• **EXERCISE REQUIREMENTS**: Please repeat the lines below exactly. Begin with the line containing "self.metrics_destination = Destination::new(host, port);" and go on through the line containing "to 1 second.".

Extracted data entries
────
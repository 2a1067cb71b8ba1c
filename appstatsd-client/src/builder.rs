use std::{io, sync::Arc, time::Duration};

use rand::RngCore;
use thiserror::Error;

use crate::{
    client::{AppStatsdClient, Inner},
    destination::{DatagramSink, Destination},
    sampler::Sampler,
};

const DEFAULT_HOST: &str = "localhost";
const DEFAULT_METRICS_PORT: u16 = 8125;
const DEFAULT_LOG_PORT: u16 = 8126;
const DEFAULT_WRITE_TIMEOUT: Duration = Duration::from_secs(1);

/// Errors that could occur while building or installing an appstatsd client.
#[derive(Debug, Error)]
pub enum BuildError {
    /// The namespace was empty or contained the `.` separator.
    #[error("invalid namespace '{namespace}': must be non-empty and must not contain '.'")]
    InvalidNamespace {
        /// The rejected namespace.
        namespace: String,
    },

    /// A destination could not be resolved or opened while strict destinations were enabled.
    #[error("failed to open destination {destination}: {source}")]
    Destination {
        /// The destination that failed.
        destination: Destination,

        /// The underlying I/O error.
        source: io::Error,
    },

    /// Failed to install the recorder due to an existing global recorder already being installed.
    #[error("failed to install client as global recorder")]
    FailedToInstall,
}

/// Builder for an appstatsd client.
pub struct AppStatsdBuilder {
    namespace: String,
    metrics_destination: Destination,
    log_destination: Destination,
    write_timeout: Duration,
    strict_destinations: bool,
    sampler: Option<Sampler>,
}

impl AppStatsdBuilder {
    /// Creates a new `AppStatsdBuilder` for the given application namespace.
    ///
    /// The namespace is prepended to every metric key and log line. It is validated when the client is built.
    pub fn new<N>(namespace: N) -> Self
    where
        N: Into<String>,
    {
        AppStatsdBuilder {
            namespace: namespace.into(),
            metrics_destination: Destination::new(DEFAULT_HOST, DEFAULT_METRICS_PORT),
            log_destination: Destination::new(DEFAULT_HOST, DEFAULT_LOG_PORT),
            write_timeout: DEFAULT_WRITE_TIMEOUT,
            strict_destinations: false,
            sampler: None,
        }
    }

    /// Set the destination that metric lines are sent to.
    ///
    /// Defaults to `localhost:8125`.
    #[must_use]
    pub fn with_metrics_destination<H>(mut self, host: H, port: u16) -> Self
    where
        H: Into<String>,
    {
        self.metrics_destination = Destination::new(host, port);
        self
    }

    /// Set the destination that log lines are sent to.
    ///
    /// Defaults to `localhost:8126`.
    #[must_use]
    pub fn with_log_destination<H>(mut self, host: H, port: u16) -> Self
    where
        H: Into<String>,
    {
        self.log_destination = Destination::new(host, port);
        self
    }

    /// Set the write timeout for each datagram.
    ///
    /// When the write timeout is reached, the datagram being sent at the time is dropped without retrying.
    ///
    /// Defaults to 1 second.
    #[must_use]
    pub fn with_write_timeout(mut self, timeout: Duration) -> Self {
        self.write_timeout = timeout;
        self
    }

    /// Sets whether or not a destination that fails to open is a build error.
    ///
    /// When disabled, the failure is logged and the client is still built: lines sent to that destination are dropped
    /// and the failure is logged on every send. When enabled, [`build`][Self::build] returns
    /// [`BuildError::Destination`] instead.
    ///
    /// Defaults to `false`.
    #[must_use]
    pub fn with_strict_destinations(mut self, strict: bool) -> Self {
        self.strict_destinations = strict;
        self
    }

    /// Set the random number generator used for sampling decisions.
    ///
    /// The generator is owned by the client and is never reseeded. Supplying a seeded generator makes sampling
    /// decisions reproducible.
    ///
    /// Defaults to a `Xoshiro256StarStar` generator seeded from the thread-local RNG at build time.
    #[must_use]
    pub fn with_rng<R>(mut self, rng: R) -> Self
    where
        R: RngCore + Send + 'static,
    {
        self.sampler = Some(Sampler::from_rng(rng));
        self
    }

    fn open(&self, destination: Destination) -> Result<DatagramSink, BuildError> {
        if self.strict_destinations {
            DatagramSink::open_strict(destination, self.write_timeout)
                .map_err(|(destination, source)| BuildError::Destination { destination, source })
        } else {
            Ok(DatagramSink::open_lenient(destination, self.write_timeout))
        }
    }

    /// Builds the client.
    ///
    /// Both destinations are resolved and opened before this returns.
    ///
    /// # Errors
    ///
    /// If the namespace is empty or contains `.`, or if strict destinations are enabled and either destination cannot
    /// be opened, an error will be returned.
    pub fn build(self) -> Result<AppStatsdClient, BuildError> {
        validate_namespace(&self.namespace)?;

        let metrics = self.open(self.metrics_destination.clone())?;
        let logs = self.open(self.log_destination.clone())?;
        let sampler = self.sampler.unwrap_or_else(Sampler::new);

        let inner = Inner { namespace: self.namespace, metrics, logs, sampler };
        Ok(AppStatsdClient::from_inner(Arc::new(inner)))
    }

    /// Builds the client and installs it as the global [`metrics`] recorder.
    ///
    /// The returned client shares its sockets with the installed recorder, and can still be used directly, such as for
    /// sending log lines.
    ///
    /// # Errors
    ///
    /// If the client cannot be built, or if a global recorder is already installed, an error will be returned.
    pub fn install(self) -> Result<AppStatsdClient, BuildError> {
        let client = self.build()?;

        metrics::set_global_recorder(client.recorder()).map_err(|_| BuildError::FailedToInstall)?;
        Ok(client)
    }
}

fn validate_namespace(namespace: &str) -> Result<(), BuildError> {
    if namespace.is_empty() || namespace.contains('.') {
        return Err(BuildError::InvalidNamespace { namespace: namespace.to_string() });
    }

    Ok(())
}

#[cfg(test)]
mod tests {
    use std::net::UdpSocket;

    use proptest::prelude::*;

    use super::{validate_namespace, AppStatsdBuilder, BuildError};

    #[test]
    fn namespace_validation() {
        // Cases are defined as: namespace, whether it is accepted.
        let cases = [
            ("app", true),
            ("apdc-test", true),
            ("my_app#1", true),
            ("", false),
            (".", false),
            ("my.app", false),
            ("app.", false),
            (".app", false),
        ];

        for (namespace, accepted) in cases {
            assert_eq!(validate_namespace(namespace).is_ok(), accepted, "namespace {namespace:?}");
        }
    }

    #[test]
    fn build_rejects_dotted_namespace() {
        let err = AppStatsdBuilder::new("my.app").build().err().unwrap();
        assert!(matches!(err, BuildError::InvalidNamespace { ref namespace } if namespace == "my.app"));
        assert_eq!(
            err.to_string(),
            "invalid namespace 'my.app': must be non-empty and must not contain '.'"
        );
    }

    #[test]
    fn lenient_destinations_still_build() {
        let client = AppStatsdBuilder::new("app")
            .with_metrics_destination("host.invalid", 8125)
            .with_log_destination("host.invalid", 8126)
            .build()
            .unwrap();

        assert!(!client.is_metrics_open());
        assert!(!client.is_log_open());

        // Sends against unopened destinations are swallowed.
        client.increment("x", 1);
        client.log(crate::LogLevel::Info, "nobody is listening");
    }

    #[test]
    fn strict_destinations_fail_build() {
        let receiver = UdpSocket::bind("127.0.0.1:0").unwrap();
        let port = receiver.local_addr().unwrap().port();

        let err = AppStatsdBuilder::new("app")
            .with_metrics_destination("127.0.0.1", port)
            .with_log_destination("host.invalid", 8126)
            .with_strict_destinations(true)
            .build()
            .err()
            .unwrap();

        match err {
            BuildError::Destination { destination, .. } => {
                assert_eq!(destination.host(), "host.invalid");
                assert_eq!(destination.port(), 8126);
            }
            other => panic!("unexpected error: {other}"),
        }
    }

    #[test]
    fn strict_destinations_build_when_reachable() {
        let receiver = UdpSocket::bind("127.0.0.1:0").unwrap();
        let port = receiver.local_addr().unwrap().port();

        let client = AppStatsdBuilder::new("app")
            .with_metrics_destination("127.0.0.1", port)
            .with_log_destination("127.0.0.1", port)
            .with_strict_destinations(true)
            .build()
            .unwrap();

        assert!(client.is_metrics_open());
        assert!(client.is_log_open());
        assert_eq!(client.namespace(), "app");
    }

    proptest! {
        #[test]
        fn dotted_namespaces_rejected(prefix in "[a-z0-9_-]{0,8}", suffix in "[a-z0-9_-]{0,8}") {
            let namespace = format!("{prefix}.{suffix}");
            prop_assert!(validate_namespace(&namespace).is_err());
        }

        #[test]
        fn undotted_namespaces_accepted(namespace in "[^.]{1,32}") {
            prop_assert!(validate_namespace(&namespace).is_ok());
        }
    }
}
────
• **RESPONSE AREA**:
        self.metrics_destination = Destination::new(host, port);
        self
    }

    /// Set the destination that log lines are sent to.
    ///
    /// Defaults to `localhost:8126`.
    #[must_use]
    pub fn with_log_destination<H>(mut self, host: H, port: u16) -> Self
    where
        H: Into<String>,
    {
        self.log_destination = Destination::new(host, port);
        self
    }

    /// Set the write timeout for each datagram.
    ///
    /// When the write timeout is reached, the datagram being sent at the time is dropped without retrying.
    ///
    /// Defaults to 1 second.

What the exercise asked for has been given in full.